As to perfectionism, there was a significant positive relationship between MP and IARI in the general model and in both genders. This finding that is consistent with other studies (
16,
20) shows that by increasing the level of perfectionism, people become more vulnerable to internalizing ideals of the society. Perfectionists set high standards for their performance in different areas of life. Accepting beauty standards can be a sign of their general desire to accept high standards (
16). Furthermore, in the modified model among men and women, there was a direct relationship between perfectionism and BDD symptoms. This result is consistent with those of studies conducted by Hartmann et al. (
52) and Buhlmann et al. (
53). Individuals with BDD tend to possess maladaptive thoughts regarding their attractiveness. Indeed, high level of perfectionism may make BDD patients to excessively focus on their imperfect appearance. This finding is consistent with the results of Higgins (
54) who postulated that difference between the real self and ideal self may lead to negative emotions. These patients experience meaningful dissimilarities between their real and ideal selves.

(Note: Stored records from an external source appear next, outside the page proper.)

//! Minimal application-layer state.
//!
//! Fed from reassembled stream messages; provides the buffers behind the
//! http/tls rule predicates and the flat HTTP log.

pub mod http;
pub mod tls;

use crate::flow::FlowState;
use crate::stream::{StreamMsg, STREAM_GAP};

/// Advances a flow's application-layer state with one stream message.
pub fn update_flow(state: &mut FlowState, msg: &StreamMsg) {
    if msg.flags & STREAM_GAP != 0 || msg.data.is_empty() {
        return;
    }
    if msg.dir().is_to_server() {
        state
            .http
            .get_or_insert_with(http::HttpState::new)
            .feed(&msg.data);
    }
    state
        .tls
        .get_or_insert_with(tls::TlsState::new)
        .feed(&msg.data);
}
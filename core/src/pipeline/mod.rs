//! Pipeline stages and thread-variables.
//!
//! Each stage thread is a [`StageWorker`]: a named thread-variable with a
//! control-flag word, an input (a packet source or an inter-stage queue),
//! an ordered list of [`Slot`]s, and a sink (a queue handler toward the
//! next stage, or the output fan-out). A slot may spawn extra packets:
//! pre-queue packets (tunnel inners) are run through the remaining slots
//! before the current packet, post-queue packets after it.
//!
//! A failed slot marks the thread-variable failed, returns every in-flight
//! packet to the pool, and lets the controller initiate global shutdown.
//! Per-packet decode problems are not failures; they travel as packet
//! events.

pub mod queue;

pub use queue::{PacketQueue, QueueHandler};

use crate::decode;
use crate::detect::{DetectEngine, DetectThreadCtx};
use crate::flow::table::Attach;
use crate::flow::FlowTable;
use crate::memory::Pool;
use crate::output::OutputPlugin;
use crate::packet::{Packet, PacketAction, PacketFlags, Transport, TunnelRef, TunnelRoot};
use crate::respond::craft_response;
use crate::source::{PacketSource, PollStatus, VerdictSink};
use crate::stats::{Counter, StatsTable, ThreadCounters};
use crate::stream::StreamEngine;
use crate::utils::time::EngineClock;

use std::sync::atomic::{AtomicBool, AtomicU32, Ordering};
use std::sync::{Arc, Mutex};
use std::time::Duration;

use crossbeam::channel::Receiver;
use thiserror::Error;

// Thread-variable control flags.
pub const THV_INIT_DONE: u32 = 0x01;
pub const THV_PAUSE: u32 = 0x02;
pub const THV_KILL: u32 = 0x04;
pub const THV_RUNNING_DONE: u32 = 0x08;
pub const THV_DEINIT_DONE: u32 = 0x10;
pub const THV_CLOSED: u32 = 0x20;
pub const THV_FAILED: u32 = 0x40;

/// Control-flag word of one pipeline thread.
#[derive(Debug, Default)]
pub struct TvFlags(AtomicU32);

impl TvFlags {
    pub fn set(&self, bits: u32) {
        self.0.fetch_or(bits, Ordering::AcqRel);
    }

    pub fn is_set(&self, bits: u32) -> bool {
        self.0.load(Ordering::Acquire) & bits != 0
    }
}

/// Identity and control state of one stage thread.
#[derive(Debug)]
pub struct ThreadVars {
    pub name: String,
    pub flags: Arc<TvFlags>,
}

impl ThreadVars {
    pub fn new(name: &str) -> Self {
        ThreadVars {
            name: name.to_string(),
            flags: Arc::new(TvFlags::default()),
        }
    }
}

#[derive(Error, Debug)]
pub enum SlotError {
    #[error("slot {0} failed: {1}")]
    Failed(&'static str, String),
}

/// The closed set of per-packet stage modules.
pub enum Slot {
    Decode(DecodeSlot),
    FlowAttach(FlowSlot),
    Stream(StreamSlot),
    Detect(DetectSlot),
    Respond(RespondSlot),
}
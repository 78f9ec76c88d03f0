//! Modular 32-bit sequence number comparisons.
//!
//! TCP sequence numbers wrap; ordering is defined by casting the wrapping
//! difference to the signed half-type (RFC 1323 window semantics). A number
//! is "before" another when it is within 2^31 behind it.

/// Returns `true` if `lhs` comes strictly before `rhs` in sequence space.
#[inline]
pub fn seq_lt(lhs: u32, rhs: u32) -> bool {
    (lhs.wrapping_sub(rhs) as i32) < 0
}

/// Returns `true` if `lhs` comes before or equals `rhs` in sequence space.
#[inline]
pub fn seq_leq(lhs: u32, rhs: u32) -> bool {
    (lhs.wrapping_sub(rhs) as i32) <= 0
}

/// Returns `true` if `lhs` comes strictly after `rhs` in sequence space.
#[inline]
pub fn seq_gt(lhs: u32, rhs: u32) -> bool {
    (lhs.wrapping_sub(rhs) as i32) > 0
}

/// Returns `true` if `lhs` comes after or equals `rhs` in sequence space.
#[inline]
pub fn seq_geq(lhs: u32, rhs: u32) -> bool {
    (lhs.wrapping_sub(rhs) as i32) >= 0
}

/// Returns `true` if `lhs` equals `rhs`.
#[inline]
pub fn seq_eq(lhs: u32, rhs: u32) -> bool {
    lhs == rhs
}

/// Smaller of two sequence numbers under wrapping order.
#[inline]
pub fn seq_min(lhs: u32, rhs: u32) -> u32 {
    if seq_lt(lhs, rhs) {
        lhs
    } else {
        rhs
    }
}

/// Larger of two sequence numbers under wrapping order.
#[inline]
pub fn seq_max(lhs: u32, rhs: u32) -> u32 {
    if seq_gt(lhs, rhs) {
        lhs
    } else {
        rhs
    }
}

#[cfg(test)]
mod tests {
    use super::*;

    #[test]
    fn plain_ordering() {
        assert!(seq_lt(1, 2));
        assert!(seq_gt(2, 1));
        assert!(seq_leq(2, 2));
        assert!(seq_geq(2, 2));
        assert!(!seq_lt(2, 2));
    }

    #[test]
    fn wraparound_ordering() {
        // 0xffff_fff0 is just before the wrap; 0x10 is just after it.
        assert!(seq_lt(0xffff_fff0, 0x10));
        assert!(seq_gt(0x10, 0xffff_fff0));
        assert!(seq_geq(0x0, u32::MAX));
        assert!(seq_leq(u32::MAX, 0x0));
        assert_eq!(seq_min(0xffff_fff0, 0x10), 0xffff_fff0);
        assert_eq!(seq_max(0xffff_fff0, 0x10), 0x10);
    }

    #[test]
    fn half_space_boundary() {
        // Differences of exactly 2^31 flip sign; anything below stays ordered.
        assert!(seq_lt(0, (1 << 31) - 1));
        assert!(seq_gt(0, 1 << 31));
    }
}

In the current study, a significant positive relationship was observed between IARI and body comparison in the general model and in both genders. Fitzsimmons-Craft et al. (
55) confirmed this relationship. However, in the study conducted by Karazsia and Crowther (
47), internalization had a mediating role between body dissatisfaction and body comparison, although body comparison was considered directly related to body dissatisfaction. According to Durkin et al. (
14), with exposure to the ideal image, IARI indirectly leads to the modification of body satisfaction via body comparison. Indeed, IARI is accompanied by body comparison and this negative comparison has negative influence on body satisfaction of individuals. According to these results, individuals tend to internalize aesthetic standards of the society and body comparison is formed in accordance with the aforementioned standards. Furthermore, body dissatisfaction tends to increase, while individuals tend to experience high levels of difference between their ideal self-image and their actual appearance.
The existence of a significant positive relationship between body comparison and body dissatisfaction is consistent with the findings of other studies (
7-
9,
43,
47) and shows that by increasing body comparison, the level of body dissatisfaction will increase. Body comparison and attention to cultural standards are the means by which people evaluate their body. As a result of this comparison, the perception of the discrepancy between self and ideals increases, ultimately leading to body dissatisfaction (
7).
5.1. Conclusions
Comprehending dynamics of the aforementioned factors is essential both in interventional and prophylactic approaches; for instance, as has been mentioned, the media have a significant effect on BDD symptoms. Therefore, the content of the media should honor the appearance differences and remind the relativity of beauty. This problem can also be reduced by increasing parents’ awareness about the effect of their words on their child’s body satisfaction. It is recommended to conduct same design studies among other sociocultural statistical samples. Generalization of the proposed model may be subject to reconsideration because sociocultural variations can dramatically affect the complex dynamic of BDD symptoms.
5.2. Limitations and Further Research Directions
This study has some limitations. The first limitation is the cross-sectional nature of the design that prevents us from causative conclusions. Secondly, as the study samples are limited to bachelor’s degree students; thus, the results cannot be generalized to other groups. In this study, as there were no subjects with a definitive diagnosis of BDD, replication of this study in these patients is needed. Also, because of the limited literature on the mediating role of body comparison in the relationship between IARI and body dissatisfaction, further studies are needed to examine this relationship.